Collected data:
________________________________________
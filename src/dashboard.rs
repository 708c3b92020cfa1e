//! A dashboard session: repository, view state and command dispatch.
//!
//! [`Dashboard`] is cheap to clone and safe to share between a render loop,
//! the [`RefreshScheduler`](crate::refresh::RefreshScheduler) and input
//! handlers. Every state change goes through [`ViewState::apply`] under one
//! write guard, after which the revision published by [`Dashboard::subscribe`]
//! is bumped.
//!
//! Repository failures are recorded as notifications and also returned to the
//! caller. Validation failures are only returned; they belong next to the
//! input that caused them.
//!
//! # Examples
//!
//! ```rust
//! use jobdeck::repository::InMemoryJobRepository;
//! use jobdeck::{Dashboard, DashboardConfig, Job, JobStatus};
//! use std::sync::Arc;
//!
//! # #[tokio::main]
//! # async fn main() -> jobdeck::Result<()> {
//! let repository = Arc::new(InMemoryJobRepository::with_jobs(vec![
//!     Job::new("1", "send-email").with_status(JobStatus::Failed),
//! ]));
//! let dashboard = Dashboard::new(repository, Arc::new(|_: &str| true), &DashboardConfig::default());
//!
//! dashboard.refresh().await?;
//! dashboard.retry("1").await?;
//!
//! let view = dashboard.view().await;
//! assert_eq!(view.rows[0].job.status, JobStatus::Pending);
//! # Ok(())
//! # }
//! ```

use crate::{
    Result,
    config::DashboardConfig,
    dispatcher::{Command, CommandDispatcher, CommandOutcome, Confirmation},
    error::DashboardError,
    filter::JobFilter,
    form::JobForm,
    job::{Job, JobId, JobQuery},
    pagination::PageSize,
    repository::JobRepository,
    store::{CommandKind, DashboardView, RefreshSeq, ViewEvent, ViewState},
};
use std::sync::{
    Arc,
    atomic::{AtomicU64, Ordering},
};
use tokio::sync::{RwLock, watch};
use tracing::{debug, warn};

#[derive(Clone)]
pub struct Dashboard {
    inner: Arc<Inner>,
}

struct Inner {
    repository: Arc<dyn JobRepository>,
    dispatcher: CommandDispatcher,
    state: RwLock<ViewState>,
    next_seq: AtomicU64,
    revision: watch::Sender<u64>,
}

impl Dashboard {
    pub fn new(
        repository: Arc<dyn JobRepository>,
        confirmation: Arc<dyn Confirmation>,
        config: &DashboardConfig,
    ) -> Self {
        let (revision, _) = watch::channel(0);
        Self {
            inner: Arc::new(Inner {
                dispatcher: CommandDispatcher::new(repository.clone(), confirmation),
                repository,
                state: RwLock::new(ViewState::new(config.refresh_policy, config.page_size)),
                next_seq: AtomicU64::new(0),
                revision,
            }),
        }
    }

    /// Read-only snapshot of what should be rendered now.
    pub async fn view(&self) -> DashboardView {
        self.inner.state.read().await.view()
    }

    /// Copy of the full view state.
    pub async fn state(&self) -> ViewState {
        self.inner.state.read().await.clone()
    }

    /// Revision counter, bumped after every applied event.
    pub fn subscribe(&self) -> watch::Receiver<u64> {
        self.inner.revision.subscribe()
    }

    async fn emit(&self, event: ViewEvent) {
        self.inner.state.write().await.apply(event);
        self.inner.revision.send_modify(|revision| *revision += 1);
    }

    fn next_seq(&self) -> RefreshSeq {
        self.inner.next_seq.fetch_add(1, Ordering::SeqCst) + 1
    }

    /// Reload the whole collection, then stats if any job came back.
    pub async fn refresh(&self) -> Result<()> {
        let seq = self.next_seq();
        debug!("Starting job refresh #{}", seq);
        self.emit(ViewEvent::RefreshStarted { seq }).await;

        match self.inner.repository.list_jobs(&JobQuery::new()).await {
            Ok(jobs) => {
                let has_jobs = !jobs.is_empty();
                self.emit(ViewEvent::JobsRefreshed { seq, jobs }).await;
                if has_jobs {
                    // stats failures are already surfaced as a notification
                    let _ = self.refresh_stats().await;
                }
                Ok(())
            }
            Err(err) => {
                warn!("Job refresh #{} failed: {}", seq, err);
                self.emit(ViewEvent::RefreshFailed {
                    seq,
                    message: err.to_string(),
                })
                .await;
                Err(err)
            }
        }
    }

    pub async fn refresh_stats(&self) -> Result<()> {
        match self.inner.repository.get_stats().await {
            Ok(stats) => {
                self.emit(ViewEvent::StatsRefreshed(stats)).await;
                Ok(())
            }
            Err(err) => {
                warn!("Stats refresh failed: {}", err);
                self.emit(ViewEvent::StatsFailed(err.to_string())).await;
                Err(err)
            }
        }
    }

    /// Create or update, depending on whether the form has an editing target.
    pub async fn save(&self, form: JobForm) -> Result<CommandOutcome> {
        self.run(Command::Save(form)).await
    }

    /// An edit form seeded from the current snapshot of `id`.
    pub async fn edit_form(&self, id: &str) -> Result<JobForm> {
        let job = self.resolve(id).await?;
        Ok(JobForm::from_job(&job))
    }

    pub async fn delete(&self, id: &str) -> Result<CommandOutcome> {
        self.run_for(id, CommandKind::Delete, Command::Delete).await
    }

    pub async fn retry(&self, id: &str) -> Result<CommandOutcome> {
        self.run_for(id, CommandKind::Retry, Command::Retry).await
    }

    pub async fn cancel(&self, id: &str) -> Result<CommandOutcome> {
        self.run_for(id, CommandKind::Cancel, Command::Cancel).await
    }

    pub async fn change_filter(&self, filter: JobFilter) {
        self.emit(ViewEvent::FilterChanged(filter)).await;
    }

    pub async fn change_page(&self, page: u32) {
        self.emit(ViewEvent::PageChanged(page)).await;
    }

    pub async fn change_page_size(&self, page_size: PageSize) {
        self.emit(ViewEvent::PageSizeChanged(page_size)).await;
    }

    /// Open (or with `None`, close) the detail view of a job.
    pub async fn select_job(&self, id: Option<JobId>) {
        self.emit(ViewEvent::JobSelected(id)).await;
    }

    pub async fn dismiss_notification(&self, index: usize) {
        self.emit(ViewEvent::NotificationDismissed(index)).await;
    }

    pub async fn clear_notifications(&self) {
        self.emit(ViewEvent::NotificationsCleared).await;
    }

    /// The loaded snapshot of `id`, or a fresh fetch when it is not loaded.
    async fn resolve(&self, id: &str) -> Result<Job> {
        let loaded = self.inner.state.read().await.find_job(id).cloned();
        match loaded {
            Some(job) => Ok(job),
            None => self.inner.repository.get_job(id).await,
        }
    }

    async fn run_for(
        &self,
        id: &str,
        kind: CommandKind,
        command: fn(Job) -> Command,
    ) -> Result<CommandOutcome> {
        match self.resolve(id).await {
            Ok(job) => self.run(command(job)).await,
            Err(err) => {
                self.report(kind, Some(id.to_string()), &err).await;
                Err(err)
            }
        }
    }

    async fn run(&self, command: Command) -> Result<CommandOutcome> {
        let kind = command.kind();
        let job_id = command.job_id().map(str::to_string);

        match self.inner.dispatcher.dispatch(command).await {
            Ok(CommandOutcome::Completed { command, job_id }) => {
                self.emit(ViewEvent::CommandCompleted {
                    command,
                    job_id: job_id.clone(),
                    error: None,
                })
                .await;
                if let Err(err) = self.refresh().await {
                    debug!("Refresh after {} failed: {}", command, err);
                }
                Ok(CommandOutcome::Completed { command, job_id })
            }
            Ok(CommandOutcome::Declined) => Ok(CommandOutcome::Declined),
            Err(err) => {
                self.report(kind, job_id, &err).await;
                Err(err)
            }
        }
    }

    async fn report(&self, kind: CommandKind, job_id: Option<JobId>, err: &DashboardError) {
        if err.is_validation() {
            debug!("{} rejected locally: {}", kind, err);
            return;
        }
        warn!("{} command failed: {}", kind, err);
        self.emit(ViewEvent::CommandCompleted {
            command: kind,
            job_id,
            error: Some(err.to_string()),
        })
        .await;
    }
}
//! Client-side filtering of the job collection.

use crate::job::{Job, JobStatus};

/// Filter criteria. A missing criterion matches every job.
#[derive(Debug, Clone, Default, PartialEq, Eq)]
pub struct JobFilter {
    pub status: Option<JobStatus>,
    pub search: Option<String>,
}

impl JobFilter {
    pub fn new() -> Self {
        Self::default()
    }

    pub fn with_status(mut self, status: JobStatus) -> Self {
        self.status = Some(status);
        self
    }

    /// Case-insensitive name substring. An empty string clears the criterion.
    pub fn with_search(mut self, search: impl Into<String>) -> Self {
        let search = search.into();
        self.search = if search.is_empty() { None } else { Some(search) };
        self
    }

    pub fn is_empty(&self) -> bool {
        self.status.is_none() && self.search.as_deref().is_none_or(str::is_empty)
    }

    pub fn matches(&self, job: &Job) -> bool {
        let status_ok = self.status.is_none_or(|status| job.status == status);
        let search_ok = match self.search.as_deref() {
            None | Some("") => true,
            Some(needle) => job.name.to_lowercase().contains(&needle.to_lowercase()),
        };
        status_ok && search_ok
    }
}

/// Keep the jobs matching `filter`, in their original order.
pub fn filter_jobs(jobs: &[Job], filter: &JobFilter) -> Vec<Job> {
    if filter.is_empty() {
        return jobs.to_vec();
    }
    jobs.iter().filter(|job| filter.matches(job)).cloned().collect()
}

#[cfg(test)]
mod tests {
    use super::*;

    fn sample_jobs() -> Vec<Job> {
        let statuses = [
            JobStatus::Pending,
            JobStatus::Failed,
            JobStatus::Running,
            JobStatus::Completed,
            JobStatus::Failed,
            JobStatus::Cancelled,
            JobStatus::Pending,
            JobStatus::Failed,
            JobStatus::Completed,
            JobStatus::Running,
            JobStatus::Pending,
            JobStatus::Completed,
        ];
        statuses
            .iter()
            .enumerate()
            .map(|(i, status)| {
                let name = if i % 3 == 0 {
                    format!("Send-Email-{}", i)
                } else {
                    format!("resize-image-{}", i)
                };
                Job::new(format!("job-{}", i), name).with_status(*status)
            })
            .collect()
    }

    fn is_ordered_subsequence(sub: &[Job], full: &[Job]) -> bool {
        let mut remaining = full.iter();
        sub.iter()
            .all(|wanted| remaining.any(|candidate| candidate.id == wanted.id))
    }

    #[test]
    fn test_no_criteria_is_identity() {
        let jobs = sample_jobs();
        let filtered = filter_jobs(&jobs, &JobFilter::default());
        assert_eq!(filtered, jobs);

        let blank_search = JobFilter::new().with_search("");
        assert!(blank_search.is_empty());
        assert_eq!(filter_jobs(&jobs, &blank_search), jobs);
    }

    #[test]
    fn test_status_filter_scenario() {
        let jobs = sample_jobs();
        let filtered = filter_jobs(&jobs, &JobFilter::new().with_status(JobStatus::Failed));

        assert_eq!(filtered.len(), 3);
        assert!(filtered.iter().all(|job| job.status == JobStatus::Failed));
        assert!(is_ordered_subsequence(&filtered, &jobs));
    }

    #[test]
    fn test_search_is_case_insensitive() {
        let jobs = sample_jobs();
        let filtered = filter_jobs(&jobs, &JobFilter::new().with_search("EMAIL"));

        assert_eq!(filtered.len(), 4);
        assert!(filtered.iter().all(|job| job.name.starts_with("Send-Email")));
    }

    #[test]
    fn test_criteria_combine_with_and() {
        let jobs = sample_jobs();
        let filter = JobFilter::new()
            .with_status(JobStatus::Pending)
            .with_search("email");
        let filtered = filter_jobs(&jobs, &filter);

        let ids: Vec<_> = filtered.iter().map(|job| job.id.as_str()).collect();
        assert_eq!(ids, vec!["job-0", "job-6"]);
    }

    #[test]
    fn test_every_combination_is_an_ordered_subsequence() {
        let jobs = sample_jobs();
        let searches = [None, Some("image"), Some("E"), Some("nothing-matches")];
        let statuses = std::iter::once(None).chain(JobStatus::ALL.into_iter().map(Some));

        for status in statuses {
            for search in searches {
                let filter = JobFilter {
                    status,
                    search: search.map(str::to_string),
                };
                let filtered = filter_jobs(&jobs, &filter);
                assert!(is_ordered_subsequence(&filtered, &jobs));
                assert!(filtered.iter().all(|job| filter.matches(job)));
                let expected = jobs.iter().filter(|job| filter.matches(job)).count();
                assert_eq!(filtered.len(), expected);
            }
        }
    }
}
________________________________________
• **WHAT TO DO**: Only the number is wanted here. Please work out how many lines of the records contain "DashboardConfig".

• **RESPONSE BELOW**: 4